A look at terminal emulators, part 1
A look at terminal emulators, part 1
Posted Apr 20, 2018 8:28 UTC (Fri) by georg.s (guest, #110733)In reply to: A look at terminal emulators, part 1 by anarcat
Parent article: A look at terminal emulators, part 1
As I wrote in my previous comment, the improvement in xterm and vte I'm referring to is the control character filtering (that is enabled, by default):
Implemented in xterm in 2013:
http://invisible-island.net/xterm/xterm.log.html#xterm_292
Implemented in vte in 2015:
https://bugzilla.gnome.org/show_bug.cgi?id=753197
This should protect against:
- escaping from a running `cat > /dev/null` (into a shell) when pasting something into that terminal (i.e. when using that terminal as a paste preview buffer)
- when pasting something into the insert mode of a console vim (running in a terminal), escaping into command mode or the shell
- injecting an end-of-paste-mode sequence in a paste when relying on the terminals bracketed paste mode
See also this Security SE answer: https://security.stackexchange.com/a/52655/42507
Posted Apr 21, 2018 18:44 UTC (Sat)
by anarcat (subscriber, #66354)
[Link] (1 responses)
So yes, maybe the article's text could have been more explicit about this, but I think I did my homework and tested the configurations you are referring to: I did not find them satisfactory.
Thanks for the updates, however!
Posted May 10, 2018 20:22 UTC (Thu)
by georg.s (guest, #110733)
[Link]
All 3 links I included in my last email clearly state that recent versions of xterm/gnome-terminal by default filter out most control characters, including escape. Basically only carriage return, newline, tab, backspace and del should get through.
Thus, if you paste some web-site content into a running `cat > /dev/null` you should be safe as an attacker can't escape (no pun intended!) from it. Similar story for a terminal editor. Also, an attacker isn't able to inject a end-bracket escape sequence into the pasted content (as the escape control character is filtered).
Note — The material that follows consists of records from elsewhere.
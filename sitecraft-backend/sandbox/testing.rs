//! In-memory provider used by registry, apply and preview tests.

use std::collections::{BTreeMap, HashSet};
use std::sync::atomic::{AtomicBool, AtomicUsize, Ordering};
use std::sync::{Arc, Mutex};
use std::time::Duration;

use async_trait::async_trait;
use chrono::Utc;

use super::error::SandboxError;
use super::paths::normalize_relative;
use super::provider::{ProviderFactory, SandboxProvider};
use super::types::*;

/// Shared state of the fake remote backend. All providers made by one
/// `FakeFactory` talk to the same backend.
#[derive(Default)]
pub struct FakeBackend {
    pub create_calls: AtomicUsize,
    pub reconnect_calls: AtomicUsize,
    pub terminate_calls: AtomicUsize,
    pub restart_calls: AtomicUsize,
    pub setup_calls: AtomicUsize,
    pub create_delay_ms: AtomicUsize,
    pub fail_create: AtomicBool,
    /// Every session-scoped call answers `NotFound`.
    pub sessions_lost: AtomicBool,
    pub dead: AtomicBool,
    pub failing_packages: Mutex<Vec<String>>,
    pub failing_paths: Mutex<Vec<String>>,
    pub failing_commands: Mutex<Vec<String>>,
    pub known_ids: Mutex<HashSet<String>>,
    pub files: Mutex<BTreeMap<String, String>>,
    pub commands: Mutex<Vec<String>>,
    pub installs: Mutex<Vec<Vec<String>>>,
    /// Global operation log, e.g. `install`, `write:src/App.jsx`, `run:..`.
    pub log: Mutex<Vec<String>>,
    seq: AtomicUsize,
}

impl FakeBackend {
    pub fn new() -> Arc<Self> {
        Arc::new(Self::default())
    }

    pub fn record(&self, entry: impl Into<String>) {
        self.log.lock().unwrap().push(entry.into());
    }

    pub fn log(&self) -> Vec<String> {
        self.log.lock().unwrap().clone()
    }

    pub fn seed_file(&self, path: &str, content: &str) {
        self.files
            .lock()
            .unwrap()
            .insert(path.to_string(), content.to_string());
    }
}

pub struct FakeProvider {
    backend: Arc<FakeBackend>,
    session: Mutex<Option<SandboxInfo>>,
}

impl FakeProvider {
    pub fn new(backend: Arc<FakeBackend>) -> Self {
        Self {
            backend,
            session: Mutex::new(None),
        }
    }

    fn live(&self) -> Result<SandboxInfo, SandboxError> {
        let info = self
            .session
            .lock()
            .unwrap()
            .clone()
            .ok_or(SandboxError::NoActiveSandbox)?;
        if self.backend.sessions_lost.load(Ordering::SeqCst) {
            return Err(SandboxError::NotFound(info.session_id));
        }
        Ok(info)
    }
}

#[async_trait]
impl SandboxProvider for FakeProvider {
    fn kind(&self) -> ProviderKind {
        ProviderKind::Local
    }

    async fn create_sandbox(&self) -> Result<SandboxInfo, SandboxError> {
        self.backend.create_calls.fetch_add(1, Ordering::SeqCst);
        let delay = self.backend.create_delay_ms.load(Ordering::SeqCst);
        if delay > 0 {
            tokio::time::sleep(Duration::from_millis(delay as u64)).await;
        }
        if self.backend.fail_create.load(Ordering::SeqCst) {
            return Err(SandboxError::Provision("backend at capacity".into()));
        }
        let n = self.backend.seq.fetch_add(1, Ordering::SeqCst) + 1;
        let info = SandboxInfo {
            session_id: format!("fake-{n}"),
            url: Some(format!("http://fake-{n}.test")),
            provider: ProviderKind::Local,
            created_at: Utc::now(),
            working_directory: "/app".into(),
        };
        self.backend
            .known_ids
            .lock()
            .unwrap()
            .insert(info.session_id.clone());
        *self.session.lock().unwrap() = Some(info.clone());
        Ok(info)
    }

    async fn reconnect(&self, session_id: &str) -> Result<bool, SandboxError> {
        self.backend.reconnect_calls.fetch_add(1, Ordering::SeqCst);
        tokio::task::yield_now().await;
        if !self.backend.known_ids.lock().unwrap().contains(session_id) {
            return Ok(false);
        }
        *self.session.lock().unwrap() = Some(SandboxInfo {
            session_id: session_id.to_string(),
            url: Some(format!("http://{session_id}.test")),
            provider: ProviderKind::Local,
            created_at: Utc::now(),
            working_directory: "/app".into(),
        });
        Ok(true)
    }

    async fn run_command(&self, command: &str) -> Result<CommandResult, SandboxError> {
        self.live()?;
        self.backend.record(format!("run:{command}"));
        self.backend.commands.lock().unwrap().push(command.to_string());
        if self.backend.failing_commands.lock().unwrap().iter().any(|c| c == command) {
            return Ok(CommandResult::from_exit("", "command failed", 1));
        }
        Ok(CommandResult::from_exit(format!("ran {command}"), "", 0))
    }

    async fn write_file(&self, path: &str, content: &str) -> Result<(), SandboxError> {
        self.live()?;
        let path = normalize_relative(path)?;
        self.backend.record(format!("write:{path}"));
        if self.backend.failing_paths.lock().unwrap().contains(&path) {
            return Err(SandboxError::Backend(format!("disk full writing {path}")));
        }
        self.backend.seed_file(&path, content);
        Ok(())
    }

    async fn read_file(&self, path: &str) -> Result<String, SandboxError> {
        self.live()?;
        self.backend
            .files
            .lock()
            .unwrap()
            .get(path)
            .cloned()
            .ok_or_else(|| SandboxError::Exec(format!("no such file: {path}")))
    }

    async fn list_files(&self, dir: &str) -> Result<Vec<String>, SandboxError> {
        self.live()?;
        let prefix = normalize_relative(dir)?;
        Ok(self
            .backend
            .files
            .lock()
            .unwrap()
            .keys()
            .filter(|p| prefix.is_empty() || p.starts_with(&format!("{prefix}/")))
            .cloned()
            .collect())
    }

    async fn install_packages(&self, packages: &[String]) -> Result<CommandResult, SandboxError> {
        self.live()?;
        self.backend.record("install");
        self.backend.installs.lock().unwrap().push(packages.to_vec());
        let failing = self.backend.failing_packages.lock().unwrap();
        if packages.iter().any(|p| failing.contains(p)) {
            return Ok(CommandResult::from_exit("", "npm ERR! 404", 1));
        }
        Ok(CommandResult::from_exit("added", "", 0))
    }

    async fn setup_runtime(&self) -> Result<(), SandboxError> {
        self.live()?;
        self.backend.setup_calls.fetch_add(1, Ordering::SeqCst);
        Ok(())
    }

    async fn restart_dev_server(&self) -> Result<(), SandboxError> {
        self.live()?;
        self.backend.record("restart");
        self.backend.restart_calls.fetch_add(1, Ordering::SeqCst);
        Ok(())
    }

    async fn sandbox_info(&self) -> Option<SandboxInfo> {
        self.session.lock().unwrap().clone()
    }

    async fn is_alive(&self) -> bool {
        self.session.lock().unwrap().is_some()
            && !self.backend.dead.load(Ordering::SeqCst)
            && !self.backend.sessions_lost.load(Ordering::SeqCst)
    }

    async fn terminate(&self) -> Result<(), SandboxError> {
        self.backend.terminate_calls.fetch_add(1, Ordering::SeqCst);
        if let Some(info) = self.session.lock().unwrap().take() {
            self.backend.known_ids.lock().unwrap().remove(&info.session_id);
        }
        Ok(())
    }
}

pub struct FakeFactory {
    pub backend: Arc<FakeBackend>,
}

impl FakeFactory {
    pub fn new(backend: Arc<FakeBackend>) -> Arc<Self> {
        Arc::new(Self { backend })
    }
}

impl ProviderFactory for FakeFactory {
    fn kind(&self) -> ProviderKind {
        ProviderKind::Local
    }

    fn make(&self) -> Arc<dyn SandboxProvider> {
        Arc::new(FakeProvider::new(self.backend.clone()))
    }
}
Thus, if you are really able to paste some supposedly filtered-out control characters you should open a bug report against xterm/gnome-terminal.
But I doubt it. See for example: https://georg.so/pub/cat.html
On Fedora 27, with gnome-terminal-3.26.1-1.fc27.x86_64 pasting this example into a `cat > /dev/null` doesn't terminate it. The control character is filtered out, as expected.
It's also filtered out in an xterm-330-3.fc27.x86_64 with default settings.
It isn't filtered out when I paste it into a `cat > /dev/null` inside a rxvt-unicode-9.22-6.fc27.x86_64 or an `xterm -xrm 'XTerm*vt100.AllowPasteControls: true'`. In those terminals the paste terminates the cat and the hidden command is executed.
Similar example: https://georg.so/pub/bash-vi.html
In this case an escape control character is included in the pasted content. Again, it's properly filtered with gnome-terminal and xterm. The escape from insert-mode in bash (with vi key bindings) only works with the rxvt-unicode and xterm/AllowPasteControls.
Also, I haven't explicitly configured zsh-5.4.1-2.fc27.x86_64 for bracketed paste mode - but pasting multiline input doesn't execute the lines in zsh - in contrast to bash. Apparently, it's enabled by default in recent zsh versions.
I tested xterm 327 on Debian and 330 on Fedora. I have also tested GNOME Terminal 3.22.2 and 2.26.2 (against on Debian/Fedora). None were effective against the attacks if bracketed-paste was not enabled in the shell which is the default configuration in both cases. As documented, if bracketed paste is configured, then there is some protection, but I would argue that the protections shouldn't be application-specific: the terminal shouldn't dump random escape sequences on the terminal like this.